What is needed here is an exact reprint of every record below.

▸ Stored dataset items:
-=-=-
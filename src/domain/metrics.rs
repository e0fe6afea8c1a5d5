//! Ledger statistics shared by the detector's scoring loop and reporting.

use crate::domain::trade::{SampleType, Trade};

/// Median of a slice; `None` when empty. Even-length slices average the two
/// middle values, matching the convention used for turnover ranking.
pub fn median(values: &[f64]) -> Option<f64> {
    if values.is_empty() {
        return None;
    }
    let mut sorted = values.to_vec();
    sorted.sort_by(f64::total_cmp);
    let mid = sorted.len() / 2;
    if sorted.len() % 2 == 0 {
        Some((sorted[mid - 1] + sorted[mid]) / 2.0)
    } else {
        Some(sorted[mid])
    }
}

/// Fraction of strictly positive returns. Zero for an empty slice.
pub fn hit_rate(returns: &[f64]) -> f64 {
    if returns.is_empty() {
        return 0.0;
    }
    let winners = returns.iter().filter(|&&r| r > 0.0).count();
    winners as f64 / returns.len() as f64
}

/// Summary statistics over a trade ledger.
#[derive(Debug, Clone, PartialEq)]
pub struct LedgerSummary {
    pub trades: usize,
    pub is_trades: usize,
    pub oos_trades: usize,
    pub hit_rate: f64,
    pub median_return: f64,
    pub mean_return: f64,
    pub best_return: f64,
    pub worst_return: f64,
    pub avg_hold_days: f64,
}

impl LedgerSummary {
    pub fn compute(trades: &[Trade]) -> Self {
        let returns: Vec<f64> = trades.iter().map(|t| t.return_pct).collect();
        let is_trades = trades
            .iter()
            .filter(|t| t.sample_type == SampleType::Is)
            .count();

        let (mean_return, best_return, worst_return, avg_hold_days) = if trades.is_empty() {
            (0.0, 0.0, 0.0, 0.0)
        } else {
            let mean = returns.iter().sum::<f64>() / returns.len() as f64;
            let best = returns.iter().cloned().fold(f64::MIN, f64::max);
            let worst = returns.iter().cloned().fold(f64::MAX, f64::min);
            let hold: i64 = trades
                .iter()
                .map(|t| (t.exit_date - t.entry_date).num_days())
                .sum();
            (mean, best, worst, hold as f64 / trades.len() as f64)
        };

        LedgerSummary {
            trades: trades.len(),
            is_trades,
            oos_trades: trades.len() - is_trades,
            hit_rate: hit_rate(&returns),
            median_return: median(&returns).unwrap_or(0.0),
            mean_return,
            best_return,
            worst_return,
            avg_hold_days,
        }
    }
}

#[cfg(test)]
mod tests {
    use super::*;
    use chrono::NaiveDate;

    fn date(y: i32, m: u32, d: u32) -> NaiveDate {
        NaiveDate::from_ymd_opt(y, m, d).unwrap()
    }

    fn trade(return_pct: f64, sample_type: SampleType, hold_days: i64) -> Trade {
        let entry = date(2024, 1, 10);
        Trade {
            symbol: "ACME".into(),
            entry_date: entry,
            exit_date: entry + chrono::Days::new(hold_days as u64),
            entry_price: 100.0,
            entry_price_adjusted: 100.0,
            exit_price: 100.0 * (1.0 + return_pct),
            return_pct,
            fees_bps: 10.0,
            slippage_bps: 5.0,
            sample_type,
        }
    }

    #[test]
    fn median_empty_is_none() {
        assert_eq!(median(&[]), None);
    }

    #[test]
    fn median_odd_count() {
        assert!((median(&[3.0, 1.0, 2.0]).unwrap() - 2.0).abs() < f64::EPSILON);
    }

    #[test]
    fn median_even_count_averages_middle() {
        assert!((median(&[4.0, 1.0, 3.0, 2.0]).unwrap() - 2.5).abs() < f64::EPSILON);
    }

    #[test]
    fn hit_rate_counts_strict_winners() {
        assert!((hit_rate(&[0.1, -0.1, 0.0, 0.2]) - 0.5).abs() < f64::EPSILON);
    }

    #[test]
    fn hit_rate_empty_is_zero() {
        assert!((hit_rate(&[]) - 0.0).abs() < f64::EPSILON);
    }

    #[test]
    fn summary_over_empty_ledger() {
        let summary = LedgerSummary::compute(&[]);
        assert_eq!(summary.trades, 0);
        assert!((summary.median_return - 0.0).abs() < f64::EPSILON);
        assert!((summary.hit_rate - 0.0).abs() < f64::EPSILON);
    }

    #[test]
    fn summary_splits_sample_types() {
        let trades = vec![
            trade(0.05, SampleType::Is, 2),
            trade(-0.02, SampleType::Oos, 4),
            trade(0.01, SampleType::Oos, 6),
        ];
        let summary = LedgerSummary::compute(&trades);
        assert_eq!(summary.trades, 3);
        assert_eq!(summary.is_trades, 1);
        assert_eq!(summary.oos_trades, 2);
        assert!((summary.hit_rate - 2.0 / 3.0).abs() < 1e-12);
        assert!((summary.median_return - 0.01).abs() < 1e-12);
        assert!((summary.best_return - 0.05).abs() < 1e-12);
        assert!((summary.worst_return - (-0.02)).abs() < 1e-12);
        assert!((summary.avg_hold_days - 4.0).abs() < f64::EPSILON);
    }
}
-=-=-
▸ The completed task:
filename src/domain/metrics.rs
repository e0fe6afea8c1a5d5
//! Ledger statistics shared by the detector's scoring loop and reporting.

use crate::domain::trade::{SampleType, Trade};

/// Median of a slice; `None` when empty. Even-length slices average the two
/// middle values, matching the convention used for turnover ranking.
pub fn median(values: &[f64]) -> Option<f64> {
    if values.is_empty() {
        return None;
    }
    let mut sorted = values.to_vec();
    sorted.sort_by(f64::total_cmp);
    let mid = sorted.len() / 2;
    if sorted.len() % 2 == 0 {
        Some((sorted[mid - 1] + sorted[mid]) / 2.0)
    } else {
        Some(sorted[mid])
    }
}

/// Fraction of strictly positive returns. Zero for an empty slice.
pub fn hit_rate(returns: &[f64]) -> f64 {
    if returns.is_empty() {
        return 0.0;
    }
    let winners = returns.iter().filter(|&&r| r > 0.0).count();
    winners as f64 / returns.len() as f64
}

/// Summary statistics over a trade ledger.
#[derive(Debug, Clone, PartialEq)]
pub struct LedgerSummary {
    pub trades: usize,
    pub is_trades: usize,
    pub oos_trades: usize,
    pub hit_rate: f64,
    pub median_return: f64,
    pub mean_return: f64,
    pub best_return: f64,
    pub worst_return: f64,
    pub avg_hold_days: f64,
}

impl LedgerSummary {
    pub fn compute(trades: &[Trade]) -> Self {
        let returns: Vec<f64> = trades.iter().map(|t| t.return_pct).collect();
        let is_trades = trades
            .iter()
            .filter(|t| t.sample_type == SampleType::Is)
            .count();

        let (mean_return, best_return, worst_return, avg_hold_days) = if trades.is_empty() {
            (0.0, 0.0, 0.0, 0.0)
        } else {
            let mean = returns.iter().sum::<f64>() / returns.len() as f64;
            let best = returns.iter().cloned().fold(f64::MIN, f64::max);
            let worst = returns.iter().cloned().fold(f64::MAX, f64::min);
            let hold: i64 = trades
                .iter()
                .map(|t| (t.exit_date - t.entry_date).num_days())
                .sum();
            (mean, best, worst, hold as f64 / trades.len() as f64)
        };

        LedgerSummary {
            trades: trades.len(),
            is_trades,
            oos_trades: trades.len() - is_trades,
            hit_rate: hit_rate(&returns),
            median_return: median(&returns).unwrap_or(0.0),
            mean_return,
            best_return,
            worst_return,
            avg_hold_days,
        }
    }
}

#[cfg(test)]
mod tests {
    use super::*;
    use chrono::NaiveDate;

    fn date(y: i32, m: u32, d: u32) -> NaiveDate {
        NaiveDate::from_ymd_opt(y, m, d).unwrap()
    }

    fn trade(return_pct: f64, sample_type: SampleType, hold_days: i64) -> Trade {
        let entry = date(2024, 1, 10);
        Trade {
            symbol: "ACME".into(),
            entry_date: entry,
            exit_date: entry + chrono::Days::new(hold_days as u64),
            entry_price: 100.0,
            entry_price_adjusted: 100.0,
            exit_price: 100.0 * (1.0 + return_pct),
            return_pct,
            fees_bps: 10.0,
            slippage_bps: 5.0,
            sample_type,
        }
    }

    #[test]
    fn median_empty_is_none() {
        assert_eq!(median(&[]), None);
    }

    #[test]
    fn median_odd_count() {
        assert!((median(&[3.0, 1.0, 2.0]).unwrap() - 2.0).abs() < f64::EPSILON);
    }

    #[test]
    fn median_even_count_averages_middle() {
        assert!((median(&[4.0, 1.0, 3.0, 2.0]).unwrap() - 2.5).abs() < f64::EPSILON);
    }

    #[test]
    fn hit_rate_counts_strict_winners() {
        assert!((hit_rate(&[0.1, -0.1, 0.0, 0.2]) - 0.5).abs() < f64::EPSILON);
    }

    #[test]
    fn hit_rate_empty_is_zero() {
        assert!((hit_rate(&[]) - 0.0).abs() < f64::EPSILON);
    }

    #[test]
    fn summary_over_empty_ledger() {
        let summary = LedgerSummary::compute(&[]);
        assert_eq!(summary.trades, 0);
        assert!((summary.median_return - 0.0).abs() < f64::EPSILON);
        assert!((summary.hit_rate - 0.0).abs() < f64::EPSILON);
    }

    #[test]
    fn summary_splits_sample_types() {
        let trades = vec![
            trade(0.05, SampleType::Is, 2),
            trade(-0.02, SampleType::Oos, 4),
            trade(0.01, SampleType::Oos, 6),
        ];
        let summary = LedgerSummary::compute(&trades);
        assert_eq!(summary.trades, 3);
        assert_eq!(summary.is_trades, 1);
        assert_eq!(summary.oos_trades, 2);
        assert!((summary.hit_rate - 2.0 / 3.0).abs() < 1e-12);
        assert!((summary.median_return - 0.01).abs() < 1e-12);
        assert!((summary.best_return - 0.05).abs() < 1e-12);
        assert!((summary.worst_return - (-0.02)).abs() < 1e-12);
        assert!((summary.avg_hold_days - 4.0).abs() < f64::EPSILON);
    }
}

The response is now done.